Why the conversation is changing now likely has to do with ebbs and flows of the two sectors. Hamilton says the federal government was entering a shrinking cycle a few years ago that left a vacuum in downtown real estate that technology stepped up to fill.
Shopify has led this charge, he adds. When the firm announced last March that it would lease an additional 325,000 square feet of space on Laurier Avenue, Hamilton says he observed a general spike in real estate activity in the area.
“(A few years earlier), office leasing people in the downtown core were lonelier than the Maytag repairman.

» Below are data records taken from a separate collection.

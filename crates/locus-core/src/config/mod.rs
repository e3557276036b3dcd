pub mod cache_config;
pub mod defaults;
pub mod observability_config;
pub mod preference_config;
pub mod storage_config;
pub mod suggestion_config;
pub mod usage_config;

use std::path::Path;

use serde::{Deserialize, Serialize};

pub use cache_config::CacheConfig;
pub use observability_config::ObservabilityConfig;
pub use preference_config::PreferenceConfig;
pub use storage_config::StorageConfig;
pub use suggestion_config::SuggestionConfig;
pub use usage_config::UsageConfig;

use crate::errors::{LocusError, LocusResult};

/// Top-level engine configuration. Every section falls back to its defaults
/// when omitted from the TOML source.
#[derive(Debug, Clone, Default, Serialize, Deserialize)]
#[serde(default)]
pub struct LocusConfig {
    pub cache: CacheConfig,
    pub usage: UsageConfig,
    pub preference: PreferenceConfig,
    pub suggestion: SuggestionConfig,
    pub storage: StorageConfig,
    pub observability: ObservabilityConfig,
}

impl LocusConfig {
    /// Parse and validate a TOML document.
    pub fn from_toml_str(source: &str) -> LocusResult<Self> {
        let config: Self =
            toml::from_str(source).map_err(|e| LocusError::ConfigError(e.to_string()))?;
        config.validate()?;
        Ok(config)
    }

    /// Read, parse, and validate a TOML file.
    pub fn load(path: &Path) -> LocusResult<Self> {
        let source = std::fs::read_to_string(path).map_err(|e| {
            LocusError::ConfigError(format!("failed to read {}: {e}", path.display()))
        })?;
        Self::from_toml_str(&source)
    }

    /// Reject values that would make the engine misbehave.
    ///
    /// These are programming errors, so they fail loudly at construction
    /// instead of being degraded at runtime.
    pub fn validate(&self) -> LocusResult<()> {
        let c = &self.cache;
        if c.max_entries == 0 {
            return Err(invalid("cache.max_entries must be at least 1"));
        }
        if c.prediction_ttl_secs == 0 || c.detail_ttl_secs == 0 {
            return Err(invalid("cache TTLs must be positive"));
        }
        if c.access_weight < 0.0 || c.idle_weight < 0.0 {
            return Err(invalid("cache eviction weights must be non-negative"));
        }

        let u = &self.usage;
        if !(u.days_factor > 0.0) {
            return Err(invalid("usage.days_factor must be positive"));
        }
        if u.recency_weight < 0.0 || u.frequency_weight < 0.0 {
            return Err(invalid("usage weights must be non-negative"));
        }

        let p = &self.preference;
        if !(p.min_weight > 0.0) || p.min_weight > p.max_weight {
            return Err(invalid(
                "preference weights must satisfy 0 < min_weight <= max_weight",
            ));
        }
        if !(defaults::DEFAULT_WEIGHT >= p.min_weight && defaults::DEFAULT_WEIGHT <= p.max_weight)
        {
            return Err(invalid("default weight 1.0 must lie within preference bounds"));
        }
        if !(p.decay > 0.0 && p.decay <= 1.0) {
            return Err(invalid("preference.decay must be in (0, 1]"));
        }
        if p.increment < 0.0 {
            return Err(invalid("preference.increment must be non-negative"));
        }

        let s = &self.suggestion;
        if s.max_results == 0 {
            return Err(invalid("suggestion.max_results must be at least 1"));
        }
        if s.remote_timeout_ms == 0 {
            return Err(invalid("suggestion.remote_timeout_ms must be positive"));
        }

        Ok(())
    }
}

fn invalid(reason: &str) -> LocusError {
    LocusError::InvalidArgument(reason.to_string())
}
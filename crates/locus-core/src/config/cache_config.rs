use serde::{Deserialize, Serialize};

use super::defaults;

/// Autocomplete cache configuration, shared by both namespaces.
#[derive(Debug, Clone, Serialize, Deserialize)]
#[serde(default)]
pub struct CacheConfig {
    /// TTL of prediction-list entries (seconds).
    pub prediction_ttl_secs: u64,
    /// TTL of place-detail entries (seconds).
    pub detail_ttl_secs: u64,
    /// Maximum entries per namespace before capacity eviction.
    pub max_entries: usize,
    /// Interval between periodic sweeps (seconds).
    pub sweep_interval_secs: u64,
    /// Weight of the access count in the eviction score.
    pub access_weight: f64,
    /// Weight of idle seconds in the eviction score.
    pub idle_weight: f64,
}

impl Default for CacheConfig {
    fn default() -> Self {
        Self {
            prediction_ttl_secs: defaults::DEFAULT_PREDICTION_TTL_SECS,
            detail_ttl_secs: defaults::DEFAULT_DETAIL_TTL_SECS,
            max_entries: defaults::DEFAULT_MAX_CACHE_ENTRIES,
            sweep_interval_secs: defaults::DEFAULT_CACHE_SWEEP_INTERVAL_SECS,
            access_weight: defaults::DEFAULT_EVICTION_ACCESS_WEIGHT,
            idle_weight: defaults::DEFAULT_EVICTION_IDLE_WEIGHT,
        }
    }
}
//! # locus-core
//!
//! Foundation crate for the Locus place-suggestion engine.
//! Defines the data model, collaborator traits, errors, config, and constants.
//! Every other crate in the workspace depends on this.

pub mod config;
pub mod constants;
pub mod errors;
pub mod models;
pub mod text;
pub mod traits;

// Re-export the most commonly used types at the crate root.
pub use config::LocusConfig;
pub use errors::{LocusError, LocusResult, RemoteError, StorageError};
pub use models::{CandidateSource, PlaceCandidate, PlaceDetails, RemotePrediction};
/// Failures reported by the remote place source.
#[derive(Debug, Clone, PartialEq, thiserror::Error)]
pub enum RemoteError {
    #[error("network error: {reason}")]
    Network { reason: String },

    #[error("remote call timed out after {after_ms} ms")]
    Timeout { after_ms: u64 },

    #[error("quota exceeded: {reason}")]
    Quota { reason: String },

    #[error("invalid API key: {reason}")]
    InvalidKey { reason: String },
}

impl RemoteError {
    /// Whether the request was rejected by the source rather than lost in transit.
    pub fn is_rejection(&self) -> bool {
        matches!(self, Self::Quota { .. } | Self::InvalidKey { .. })
    }
}
//! # locus-usage
//!
//! Decay-weighted usage tracker. Terms that were used both often and recently
//! surface above terms that were merely frequent long ago.
//!
//! ```text
//! relevance = recencyWeight × exp(-ageDays / daysFactor)
//!           + frequencyWeight × similarCount / totalCount
//! ```

pub mod factors;
pub mod formula;
pub mod tracker;

pub use factors::RelevanceContext;
pub use formula::RelevanceBreakdown;
pub use tracker::{UsagePrediction, UsageTracker};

Now, all of a sudden, there’s a lot of activity,” he says.
Hamilton can’t say for sure that Shopify caused the stir, but he does believe the e-commerce giant is part of a trend of tech companies increasingly clustering in the downtown core, just as Nortel and its predecessors gave way to a flood of telecom activity in Kanata decades ago.
The CBRE report refers to this phenomenon as “high-tech clustering,” ranking Ottawa fifth in the category.

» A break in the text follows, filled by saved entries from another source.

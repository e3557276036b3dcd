//! Generic TTL + capacity cache persisted as one store entry per namespace.
//!
//! Lookups and eviction are synchronous map operations; only persistence
//! suspends. Storage failures are logged and never reach the caller.

use std::sync::atomic::{AtomicU64, Ordering};
use std::sync::Arc;

use chrono::Duration;
use dashmap::DashMap;
use serde::de::DeserializeOwned;
use serde::Serialize;
use tracing::{debug, warn};

use locus_core::config::LocusConfig;
use locus_core::errors::{LocusError, LocusResult};
use locus_core::models::{CacheEntry, CacheStats};
use locus_core::traits::{IClock, IKeyValueStore};
use locus_storage::{persist_or_log, read_json, Snapshot};

use crate::eviction::{self, EvictionCandidate, EvictionReport, EvictionWeights};
use crate::namespace::CacheNamespace;
use crate::stats::{self, EntryFacts};

/// Construction parameters of one cache namespace.
#[derive(Debug, Clone)]
pub struct CacheSettings {
    pub namespace: CacheNamespace,
    /// Store key the namespace is persisted under.
    pub store_key: String,
    pub ttl: Duration,
    pub max_entries: usize,
    pub weights: EvictionWeights,
}

impl CacheSettings {
    /// Settings for `namespace` derived from the engine config.
    pub fn for_namespace(namespace: CacheNamespace, config: &LocusConfig) -> Self {
        Self {
            namespace,
            store_key: config.storage.key(namespace.key_suffix()),
            ttl: namespace.ttl(&config.cache),
            max_entries: config.cache.max_entries,
            weights: EvictionWeights {
                access: config.cache.access_weight,
                idle: config.cache.idle_weight,
            },
        }
    }
}

type PersistedEntries<T> = Vec<(String, CacheEntry<T>)>;

/// Autocomplete result cache.
pub struct AutocompleteCache<T, S> {
    settings: CacheSettings,
    entries: DashMap<String, CacheEntry<T>>,
    hits: AtomicU64,
    misses: AtomicU64,
    store: Arc<S>,
    clock: Arc<dyn IClock>,
}

impl<T, S> AutocompleteCache<T, S>
where
    T: Clone + Serialize + DeserializeOwned + Send + Sync,
    S: IKeyValueStore,
{
    /// Create an empty cache. Fails on zero capacity or a non-positive TTL.
    pub fn new(settings: CacheSettings, store: Arc<S>, clock: Arc<dyn IClock>) -> LocusResult<Self> {
        if settings.max_entries == 0 {
            return Err(LocusError::InvalidArgument(format!(
                "{} cache capacity must be at least 1",
                settings.namespace
            )));
        }
        if settings.ttl <= Duration::zero() {
            return Err(LocusError::InvalidArgument(format!(
                "{} cache TTL must be positive",
                settings.namespace
            )));
        }
        Ok(Self {
            settings,
            entries: DashMap::new(),
            hits: AtomicU64::new(0),
            misses: AtomicU64::new(0),
            store,
            clock,
        })
    }

    pub fn settings(&self) -> &CacheSettings {
        &self.settings
    }

    /// Look up `key`. Only entries within the TTL are hits; an expired entry
    /// is dropped on sight.
    pub fn get(&self, key: &str) -> Option<T> {
        let now = self.clock.now();
        let mut expired = false;

        let found = match self.entries.get_mut(key) {
            Some(mut entry) if entry.is_valid(now, self.settings.ttl) => {
                entry.touch(now);
                Some(entry.data.clone())
            }
            Some(_) => {
                expired = true;
                None
            }
            None => None,
        };

        if expired {
            self.entries.remove(key);
        }

        match found {
            Some(value) => {
                self.hits.fetch_add(1, Ordering::Relaxed);
                debug!(namespace = %self.settings.namespace, key = %key, "cache hit");
                Some(value)
            }
            None => {
                self.misses.fetch_add(1, Ordering::Relaxed);
                debug!(namespace = %self.settings.namespace, key = %key, expired, "cache miss");
                None
            }
        }
    }

    /// Whether a valid entry exists, without counting a lookup.
    pub fn contains(&self, key: &str) -> bool {
        let now = self.clock.now();
        self.entries
            .get(key)
            .is_some_and(|e| e.is_valid(now, self.settings.ttl))
    }

    /// Insert or refresh `key`, then evict and persist.
    ///
    /// Refreshing a still-valid entry keeps its access history and counts the
    /// write as one more access.
    pub async fn put(&self, key: impl Into<String>, value: T) {
        let key = key.into();
        let now = self.clock.now();
        let ttl = self.settings.ttl;

        let prior_accesses = self
            .entries
            .get(&key)
            .filter(|e| e.is_valid(now, ttl))
            .map(|e| e.access_count);

        let mut entry = CacheEntry::new(value, now);
        if let Some(count) = prior_accesses {
            entry.access_count = count + 1;
        }
        self.entries.insert(key, entry);

        self.evict();
        self.persist().await;
    }

    /// Drop `key` and persist.
    pub async fn remove(&self, key: &str) {
        if self.entries.remove(key).is_some() {
            self.persist().await;
        }
    }

    /// Drop every entry and delete the persisted namespace.
    pub async fn clear(&self) {
        self.entries.clear();
        if let Err(e) = self.store.remove(&self.settings.store_key).await {
            warn!(
                namespace = %self.settings.namespace,
                error = %e,
                "failed to delete persisted cache"
            );
        }
    }

    /// Drop expired entries, then the lowest-scoring entries while over capacity.
    pub fn evict(&self) -> EvictionReport {
        let now = self.clock.now();
        let ttl = self.settings.ttl;

        let before = self.entries.len();
        self.entries.retain(|_, entry| entry.is_valid(now, ttl));
        let expired = before - self.entries.len();

        let len = self.entries.len();
        let overflow = if len > self.settings.max_entries {
            let candidates: Vec<EvictionCandidate> = self
                .entries
                .iter()
                .map(|r| EvictionCandidate {
                    key: r.key().clone(),
                    access_count: r.access_count,
                    last_accessed: r.last_accessed,
                })
                .collect();
            let victims = eviction::select_victims(
                candidates,
                len - self.settings.max_entries,
                now,
                self.settings.weights,
            );
            for key in &victims {
                self.entries.remove(key);
            }
            victims.len()
        } else {
            0
        };

        let report = EvictionReport { expired, overflow };
        if report.total() > 0 {
            debug!(
                namespace = %self.settings.namespace,
                expired,
                overflow,
                remaining = self.entries.len(),
                "cache eviction"
            );
        }
        report
    }

    /// Periodic maintenance: evict, and persist if anything was dropped.
    pub async fn sweep(&self) -> EvictionReport {
        let report = self.evict();
        if report.total() > 0 {
            self.persist().await;
        }
        report
    }

    /// Restore the persisted namespace. Expired entries are discarded and
    /// capacity is enforced. Unreadable snapshots load as empty.
    pub async fn load(&self) -> usize {
        let key = &self.settings.store_key;
        let restored = match read_json::<Snapshot, S>(self.store.as_ref(), key).await {
            Ok(Some(snapshot)) => snapshot.open::<PersistedEntries<T>>(key),
            Ok(None) => Ok(Vec::new()),
            Err(e) => Err(e),
        };

        let entries = match restored {
            Ok(entries) => entries,
            Err(e) => {
                warn!(
                    namespace = %self.settings.namespace,
                    error = %e,
                    "failed to restore cache, starting empty"
                );
                return 0;
            }
        };

        for (key, entry) in entries {
            self.entries.insert(key, entry);
        }
        self.evict();
        self.entries.len()
    }

    /// Write the namespace to the store. Returns whether the write landed.
    pub async fn persist(&self) -> bool {
        let mut entries: PersistedEntries<T> = self
            .entries
            .iter()
            .map(|r| (r.key().clone(), r.value().clone()))
            .collect();
        entries.sort_by(|a, b| a.0.cmp(&b.0));

        let snapshot = match Snapshot::seal(&entries) {
            Ok(snapshot) => snapshot,
            Err(e) => {
                warn!(namespace = %self.settings.namespace, error = %e, "failed to encode cache");
                return false;
            }
        };
        persist_or_log(self.store.as_ref(), &self.settings.store_key, &snapshot).await
    }

    /// Size, hit/miss rates, entry ages, and the most accessed key.
    pub fn stats(&self) -> CacheStats {
        let facts = self
            .entries
            .iter()
            .map(|r| EntryFacts {
                key: r.key().clone(),
                timestamp: r.timestamp,
                access_count: r.access_count,
            })
            .collect();
        stats::compute(
            facts,
            self.hits.load(Ordering::Relaxed),
            self.misses.load(Ordering::Relaxed),
            self.clock.now(),
        )
    }

    /// Raw entry, expired or not, for diagnostics.
    pub fn entry(&self, key: &str) -> Option<CacheEntry<T>> {
        self.entries.get(key).map(|e| e.clone())
    }

    /// Entries held, including expired ones not yet swept.
    pub fn len(&self) -> usize {
        self.entries.len()
    }

    pub fn is_empty(&self) -> bool {
        self.entries.is_empty()
    }

    /// Held keys in sorted order.
    pub fn keys(&self) -> Vec<String> {
        let mut keys: Vec<String> = self.entries.iter().map(|r| r.key().clone()).collect();
        keys.sort();
        keys
    }
}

The report ranks Ottawa in the top three for high-tech concentration, with 3.9 per cent of the city’s labour force employed in the field. “High tech” typically refers to more advanced fields such as software development.
But hiring momentum appears to have slowed in recent years. According to Statistics Canada data, the number of locally employed high-tech workers has expanded and contracted, but remains essentially at the same level as five years ago. Toronto, on the other hand, has added 34,400 net jobs.

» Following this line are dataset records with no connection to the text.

mod cache_entry;
mod cache_stats;
mod category_weight;
mod place_candidate;
mod place_details;
mod remote_prediction;
mod usage_record;

pub use cache_entry::CacheEntry;
pub use cache_stats::CacheStats;
pub use category_weight::CategoryWeight;
pub use place_candidate::{CandidateSource, PlaceCandidate};
pub use place_details::{LatLng, PlaceDetails};
pub use remote_prediction::RemotePrediction;
pub use usage_record::UsageRecord;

Hamilton says this may not be a bad sign for Ottawa. The already high concentration of tech employment in Ottawa leaves little room for expansion, while large but less saturated markets such as Waterloo and Toronto continue to expand.
Affordable real estate, expensive talent
Ottawa ranked third when considering cost competitiveness, behind both Vancouver and Toronto. That may come as a surprise, considering all that’s been made of the two cities’ soaring real estate costs over the past few years and Ottawa’s relatively affordable market.
But CBRE says there’s more to cost competitiveness than having low building costs.
“Real estate costs, including monthly rent and additional fees, are often not a barrier to choosing a market,” the report reads.
Indeed, on average, real estate accounts for only six per cent of technology companies’ expenses. The real dent in a company’s budget comes from employee wages – and salaries in Ottawa are relatively high.
Even after factoring in affordable real estate costs, the yearly cost for the average tech firm operating in Ottawa is among the highest in Canada, alongside Calgary and Edmonton.
Toronto, Vancouver and Waterloo each come next, but the aforementioned highly rated labour force alongside relatively lower average wages could make these markets more attractive for tech firms.
“Toronto and Vancouver might not have the cost burden that Ottawa might have. That would’ve added to their competitiveness,” says Hamilton.
This narrative runs counter to some of the major points in Ottawa-Gatineau’s bid for Amazon HQ2. The city was presented as a low-cost alternative to Vancouver and Toronto’s real estate prices.
Overall, CBRE’s findings present Ottawa as an employee’s market and put little stock in real estate prices to sway a firm’s decision one way or another.
Those bummed out by the silver medal can take solace in that it’s just one organization’s opinion (backed up by a rigorous research methodology). Other reports, such as the one done by Expert Market in March, have given Ottawa top honours.